À Kolwezi dans la province du Lualaba, le ring institutionnel s’est animé autour du communiqué du 25 novembre 2025 signé par le ministre provincial des Transports et Voies de Communication, Jeffrey Masuka, annonçant l’interdiction des motos et tricycles sur plusieurs artères stratégiques de la ville : boulevard LDK, RN39, avenues Lusanga, 30 Juin, Mandrandale, Jacques-Masengo, Maduda, Kasavubu, ainsi que la 1ère Avenue et l’avenue Industrielle.
Alors que des motocyclistes sont venus protester dans l’enceinte de la mairie, le Maire Jacques Masengo Kindele est monté sur le ring administratif pour répondre.
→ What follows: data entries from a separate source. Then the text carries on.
#[test]
fn update_writes_only_dirty_columns() {
    let shop = shop(shop_schema("main"));
    let mut tx = shop.test.transactor();
    tx.begin("edit").unwrap();
    let user = tx.get(&user_key("41")).unwrap().unwrap();
    tx.set(&user, "email", Value::from("new@example.com")).unwrap();
    shop.recorder.clear();
    tx.commit().unwrap();

    let updates = shop.recorder.statements_of("UPDATE");
    assert_eq!(updates.len(), 1);
    assert_eq!(updates[0].sql, "UPDATE USERS SET EMAIL = ? WHERE ID = ?");
    assert_eq!(
        updates[0].params,
        vec![SqlValue::Text("new@example.com".to_string()), SqlValue::Integer(41)]
    );
    assert!(user.dirty_properties().is_empty());

    tx.begin("touch nothing").unwrap();
    let user = tx.get(&user_key("41")).unwrap().unwrap();
    tx.set(&user, "unmapped", Value::from("memory only")).unwrap();
    shop.recorder.clear();
    tx.commit().unwrap();
    assert!(shop.recorder.statements_of("UPDATE").is_empty());
}

#[test]
fn delete_removes_the_row() {
    let shop = shop(shop_schema("main"));
    let mut tx = shop.test.transactor();
    tx.begin("cancel").unwrap();
    let order = tx.get(&order_key("3")).unwrap().unwrap();
    tx.delete(&order).unwrap();
    tx.commit().unwrap();
    assert_eq!(order.state(), NodeState::Invalid);

    let deletes = shop.recorder.statements_of("DELETE");
    assert_eq!(deletes.len(), 1);
    assert_eq!(deletes[0].sql, "DELETE FROM ORDERS WHERE ID = ?");

    tx.begin("check").unwrap();
    assert!(tx.get(&order_key("3")).unwrap().is_none());
    tx.commit().unwrap();
}

#[test]
fn children_are_listed_and_cached() {
    let shop = shop(shop_schema("main"));
    let mut tx = shop.test.transactor();
    tx.begin("list").unwrap();
    let user = tx.get(&user_key("41")).unwrap().unwrap();
    let orders = tx.children(&user).unwrap();
    let ids: Vec<_> = orders.iter().map(|o| o.id()).collect();
    assert_eq!(ids, vec!["1", "2", "3"]);
    assert_eq!(user.subnodes(), vec![order_key("1"), order_key("2"), order_key("3")]);
    assert_eq!(tx.count_children(&user).unwrap(), 3);

    shop.recorder.clear();
    let second = tx.get_child(&user, "2").unwrap().unwrap();
    assert!(Arc::ptr_eq(&second, &orders[1]));
    assert!(shop.recorder.statements().is_empty());
    tx.commit().unwrap();
}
Il a asséné un premier direct en affirmant n’avoir jamais reçu officiellement le communiqué qui circule sur les réseaux sociaux.
« On ne peut pas parler ou discuter sur quelque chose qui n’existe pas. Pourquoi ? Parce que l’administration a ses règles. La ville se gère dans cet office. Les réseaux sociaux ne sont pas des canaux par lesquels l’administration communique. Continuez à travailler jusqu’à la preuve du contraire », a-t-il lancé, comme un uppercut face à la confusion ambiante.
Une prise de position perçue comme un désaveu frontal du ministre Jeffrey Masuka.
Le Maire a rappelé que, dans l’arène de l’État, seules les correspondances transmises par voie officielle peuvent servir de base à une décision. Il a également souligné l’obligation pour les transporteurs de respecter la cartographie des arrêts fixée par l’Arrêté Urbain n°2024/006/VK/BM du 7 août 2024, et d’obtenir leurs plaques d’immatriculation.
Dans son communiqué, le ministre provincial avait, lui, averti que le non-respect de ces mesures exposerait les contrevenants à des sanctions légales, invitant formellement le Maire à les faire appliquer. Une invitation que Masengo Kindele affirme n’avoir jamais vue dans son coin du ring.
Pendant ce temps, des motards très remontés ont livré leur propre round de contestation, dénonçant une « interdiction injuste ». Ils ont remis un mémorandum au Maire pour demander l’annulation pure et simple du communiqué.
C’est dans ce climat électrique que le Maire Masengo Kindele a porté un dernier coup en déclarant publiquement que la mairie n’avait « aucune base légale » pour appliquer un document qui n’a jamais emprunté la voie administrative officielle.